● The task
Each record is to be transcribed in full and exactly.

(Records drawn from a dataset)
⟨

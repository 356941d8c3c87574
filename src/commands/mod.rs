use std::env;
use std::io::{self, Read};

use tokio::runtime::{Builder, Runtime};
use tracing::debug;

use crate::error::Error;
use crate::netlink::{HostNamespaces, RtnetlinkLinks};
use crate::plugin::BridgePlugin;
use crate::types::{CmdArgs, ErrorResult, VersionResult};
use crate::{CNI_VERSION, SUPPORTED_VERSIONS};

/// Parse command arguments from environment
pub fn parse_args(stdin_data: Vec<u8>) -> Result<CmdArgs, Error> {
    args_from(|key| env::var(key).ok(), stdin_data)
}

/// The `cniVersion` of the request on stdin, or [`CNI_VERSION`] when it has none.
pub fn request_version(stdin_data: &[u8]) -> String {
    serde_json::from_slice::<serde_json::Value>(stdin_data)
        .ok()
        .and_then(|conf| conf.get("cniVersion")?.as_str().map(str::to_string))
        .filter(|v| !v.is_empty())
        .unwrap_or_else(|| CNI_VERSION.to_string())
}

/// Build [`CmdArgs`] from a variable lookup. `CNI_ARGS` is kept verbatim.
pub fn args_from<F>(var: F, stdin_data: Vec<u8>) -> Result<CmdArgs, Error>
where
    F: Fn(&str) -> Option<String>,
{
    let required = |key: &str| {
        var(key)
            .filter(|v| !v.is_empty())
            .ok_or_else(|| Error::Protocol(format!("{} not found in environment", key)))
    };

    Ok(CmdArgs {
        container_id: required("CNI_CONTAINERID")?,
        netns: var("CNI_NETNS").unwrap_or_default(),
        ifname: required("CNI_IFNAME")?,
        args: var("CNI_ARGS").unwrap_or_default(),
        path: var("CNI_PATH").unwrap_or_default(),
        stdin_data,
    })
}

// Namespace switches apply to the calling thread, so everything runs on it.
fn runtime() -> Result<Runtime, Error> {
    Ok(Builder::new_current_thread().enable_all().build()?)
}

/// Execute the add command
pub fn cmd_add(stdin_data: Vec<u8>) -> Result<(), Error> {
    let args = parse_args(stdin_data)?;
    if args.netns.is_empty() {
        return Err(Error::Protocol("CNI_NETNS not found in environment".to_string()));
    }

    let result = runtime()?.block_on(async move {
        let host = RtnetlinkLinks::connect()?;
        BridgePlugin::new(args, &host, &HostNamespaces).add_network().await
    })?;

    result.print()?;
    Ok(())
}

/// Execute the delete command
pub fn cmd_del(stdin_data: Vec<u8>) -> Result<(), Error> {
    let args = parse_args(stdin_data)?;
    runtime()?.block_on(async move {
        let host = RtnetlinkLinks::connect()?;
        BridgePlugin::new(args, &host, &HostNamespaces).del_network().await
    })
}

/// Execute the check command
pub fn cmd_check(stdin_data: Vec<u8>) -> Result<(), Error> {
    let args = parse_args(stdin_data)?;
    runtime()?.block_on(async move {
        let host = RtnetlinkLinks::connect()?;
        BridgePlugin::new(args, &host, &HostNamespaces).check_network().await
    })
}

pub fn cmd_version() -> Result<(), Error> {
    VersionResult {
        cni_version: CNI_VERSION.to_string(),
        supported_versions: SUPPORTED_VERSIONS.iter().map(|v| v.to_string()).collect(),
    }
    .print()?;
    Ok(())
}

fn dispatch(stdin_data: Vec<u8>) -> Result<(), Error> {
    let cmd = env::var("CNI_COMMAND")
        .map_err(|_| Error::Protocol("CNI_COMMAND not found in environment".to_string()))?;
    debug!("CNI_COMMAND={}", cmd);

    match cmd.as_str() {
        "ADD" => cmd_add(stdin_data),
        "DEL" => cmd_del(stdin_data),
        "CHECK" => cmd_check(stdin_data),
        "VERSION" => cmd_version(),
        _ => Err(Error::Protocol(format!("unknown CNI command: {}", cmd))),
    }
}

/// Main entry point for the CNI plugin.
///
/// A failure comes back as the CNI error object, stamped with the
/// `cniVersion` of the request when stdin carried one.
pub fn run_cni() -> Result<(), ErrorResult> {
    let mut stdin_data = Vec::new();
    if let Err(e) = io::stdin().read_to_end(&mut stdin_data) {
        return Err(Error::from(e).into_response(CNI_VERSION));
    }
    let version = request_version(&stdin_data);
    dispatch(stdin_data).map_err(|err| err.into_response(&version))
}

#[cfg(test)]
mod tests {
    use super::*;
    use std::collections::HashMap;

    fn lookup(vars: &[(&str, &str)]) -> impl Fn(&str) -> Option<String> {
        let vars: HashMap<String, String> = vars
            .iter()
            .map(|(k, v)| (k.to_string(), v.to_string()))
            .collect();
        move |key| vars.get(key).cloned()
    }

    #[test]
    fn reads_cni_environment() {
        let var = lookup(&[
            ("CNI_CONTAINERID", "abc123"),
            ("CNI_NETNS", "/var/run/netns/cni-1"),
            ("CNI_IFNAME", "eth0"),
            ("CNI_ARGS", "K8S_POD_NAME=nginx;K8S_POD_NAMESPACE=default"),
            ("CNI_PATH", "/opt/cni/bin"),
        ]);
        let args = args_from(var, b"{}".to_vec()).unwrap();
        assert_eq!(args.container_id, "abc123");
        assert_eq!(args.netns, "/var/run/netns/cni-1");
        assert_eq!(args.args, "K8S_POD_NAME=nginx;K8S_POD_NAMESPACE=default");
        assert_eq!(args.path, "/opt/cni/bin");
        assert_eq!(args.stdin_data, b"{}");
    }

    #[test]
    fn missing_container_id_is_protocol_error() {
        let var = lookup(&[("CNI_IFNAME", "eth0")]);
        let err = args_from(var, Vec::new()).unwrap_err();
        assert_eq!(err.code(), 4);
        assert!(err.to_string().contains("CNI_CONTAINERID"));
    }

    #[test]
    fn error_version_follows_request() {
        assert_eq!(request_version(br#"{"cniVersion": "1.0.0", "type": "hostbr"}"#), "1.0.0");
        assert_eq!(request_version(br#"{"type": "hostbr"}"#), CNI_VERSION);
        assert_eq!(request_version(b"not json"), CNI_VERSION);
        assert_eq!(request_version(b""), CNI_VERSION);

        let version = request_version(br#"{"cniVersion": "0.4.0"}"#);
        let resp = Error::Config("bad".into()).into_response(&version);
        assert_eq!(resp.cni_version, "0.4.0");
    }

    #[test]
    fn cni_args_may_be_absent() {
        let var = lookup(&[("CNI_CONTAINERID", "abc123"), ("CNI_IFNAME", "eth0")]);
        let args = args_from(var, Vec::new()).unwrap();
        assert!(args.args.is_empty());
        assert!(args.netns.is_empty());
    }
}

⟩

● Response box
repository 356941d8c3c87574
filename src/commands/mod.rs
use std::env;
use std::io::{self, Read};

use tokio::runtime::{Builder, Runtime};
use tracing::debug;

use crate::error::Error;
use crate::netlink::{HostNamespaces, RtnetlinkLinks};
use crate::plugin::BridgePlugin;
use crate::types::{CmdArgs, ErrorResult, VersionResult};
use crate::{CNI_VERSION, SUPPORTED_VERSIONS};

/// Parse command arguments from environment
pub fn parse_args(stdin_data: Vec<u8>) -> Result<CmdArgs, Error> {
    args_from(|key| env::var(key).ok(), stdin_data)
}

/// The `cniVersion` of the request on stdin, or [`CNI_VERSION`] when it has none.
pub fn request_version(stdin_data: &[u8]) -> String {
    serde_json::from_slice::<serde_json::Value>(stdin_data)
        .ok()
        .and_then(|conf| conf.get("cniVersion")?.as_str().map(str::to_string))
        .filter(|v| !v.is_empty())
        .unwrap_or_else(|| CNI_VERSION.to_string())
}

/// Build [`CmdArgs`] from a variable lookup. `CNI_ARGS` is kept verbatim.
pub fn args_from<F>(var: F, stdin_data: Vec<u8>) -> Result<CmdArgs, Error>
where
    F: Fn(&str) -> Option<String>,
{
    let required = |key: &str| {
        var(key)
            .filter(|v| !v.is_empty())
            .ok_or_else(|| Error::Protocol(format!("{} not found in environment", key)))
    };

    Ok(CmdArgs {
        container_id: required("CNI_CONTAINERID")?,
        netns: var("CNI_NETNS").unwrap_or_default(),
        ifname: required("CNI_IFNAME")?,
        args: var("CNI_ARGS").unwrap_or_default(),
        path: var("CNI_PATH").unwrap_or_default(),
        stdin_data,
    })
}

// Namespace switches apply to the calling thread, so everything runs on it.
fn runtime() -> Result<Runtime, Error> {
    Ok(Builder::new_current_thread().enable_all().build()?)
}

/// Execute the add command
pub fn cmd_add(stdin_data: Vec<u8>) -> Result<(), Error> {
    let args = parse_args(stdin_data)?;
    if args.netns.is_empty() {
        return Err(Error::Protocol("CNI_NETNS not found in environment".to_string()));
    }

    let result = runtime()?.block_on(async move {
        let host = RtnetlinkLinks::connect()?;
        BridgePlugin::new(args, &host, &HostNamespaces).add_network().await
    })?;

    result.print()?;
    Ok(())
}

/// Execute the delete command
pub fn cmd_del(stdin_data: Vec<u8>) -> Result<(), Error> {
    let args = parse_args(stdin_data)?;
    runtime()?.block_on(async move {
        let host = RtnetlinkLinks::connect()?;
        BridgePlugin::new(args, &host, &HostNamespaces).del_network().await
    })
}

/// Execute the check command
pub fn cmd_check(stdin_data: Vec<u8>) -> Result<(), Error> {
    let args = parse_args(stdin_data)?;
    runtime()?.block_on(async move {
        let host = RtnetlinkLinks::connect()?;
        BridgePlugin::new(args, &host, &HostNamespaces).check_network().await
    })
}

pub fn cmd_version() -> Result<(), Error> {
    VersionResult {
        cni_version: CNI_VERSION.to_string(),
        supported_versions: SUPPORTED_VERSIONS.iter().map(|v| v.to_string()).collect(),
    }
    .print()?;
    Ok(())
}

fn dispatch(stdin_data: Vec<u8>) -> Result<(), Error> {
    let cmd = env::var("CNI_COMMAND")
        .map_err(|_| Error::Protocol("CNI_COMMAND not found in environment".to_string()))?;
    debug!("CNI_COMMAND={}", cmd);

    match cmd.as_str() {
        "ADD" => cmd_add(stdin_data),
        "DEL" => cmd_del(stdin_data),
        "CHECK" => cmd_check(stdin_data),
        "VERSION" => cmd_version(),
        _ => Err(Error::Protocol(format!("unknown CNI command: {}", cmd))),
    }
}

/// Main entry point for the CNI plugin.
///
/// A failure comes back as the CNI error object, stamped with the
/// `cniVersion` of the request when stdin carried one.
pub fn run_cni() -> Result<(), ErrorResult> {
    let mut stdin_data = Vec::new();
    if let Err(e) = io::stdin().read_to_end(&mut stdin_data) {
        return Err(Error::from(e).into_response(CNI_VERSION));
    }
    let version = request_version(&stdin_data);
    dispatch(stdin_data).map_err(|err| err.into_response(&version))
}

#[cfg(test)]
mod tests {
    use super::*;
    use std::collections::HashMap;

    fn lookup(vars: &[(&str, &str)]) -> impl Fn(&str) -> Option<String> {
        let vars: HashMap<String, String> = vars
            .iter()
            .map(|(k, v)| (k.to_string(), v.to_string()))
            .collect();
        move |key| vars.get(key).cloned()
    }

    #[test]
    fn reads_cni_environment() {
        let var = lookup(&[
            ("CNI_CONTAINERID", "abc123"),
            ("CNI_NETNS", "/var/run/netns/cni-1"),
            ("CNI_IFNAME", "eth0"),
            ("CNI_ARGS", "K8S_POD_NAME=nginx;K8S_POD_NAMESPACE=default"),
            ("CNI_PATH", "/opt/cni/bin"),
        ]);
        let args = args_from(var, b"{}".to_vec()).unwrap();
        assert_eq!(args.container_id, "abc123");
        assert_eq!(args.netns, "/var/run/netns/cni-1");
        assert_eq!(args.args, "K8S_POD_NAME=nginx;K8S_POD_NAMESPACE=default");
        assert_eq!(args.path, "/opt/cni/bin");
        assert_eq!(args.stdin_data, b"{}");
    }

    #[test]
    fn missing_container_id_is_protocol_error() {
        let var = lookup(&[("CNI_IFNAME", "eth0")]);
        let err = args_from(var, Vec::new()).unwrap_err();
        assert_eq!(err.code(), 4);
        assert!(err.to_string().contains("CNI_CONTAINERID"));
    }

    #[test]
    fn error_version_follows_request() {
        assert_eq!(request_version(br#"{"cniVersion": "1.0.0", "type": "hostbr"}"#), "1.0.0");
        assert_eq!(request_version(br#"{"type": "hostbr"}"#), CNI_VERSION);
        assert_eq!(request_version(b"not json"), CNI_VERSION);
        assert_eq!(request_version(b""), CNI_VERSION);

        let version = request_version(br#"{"cniVersion": "0.4.0"}"#);
        let resp = Error::Config("bad".into()).into_response(&version);
        assert_eq!(resp.cni_version, "0.4.0");
    }

    #[test]
    fn cni_args_may_be_absent() {
        let var = lookup(&[("CNI_CONTAINERID", "abc123"), ("CNI_IFNAME", "eth0")]);
        let args = args_from(var, Vec::new()).unwrap();
        assert!(args.args.is_empty());
        assert!(args.netns.is_empty());
    }
}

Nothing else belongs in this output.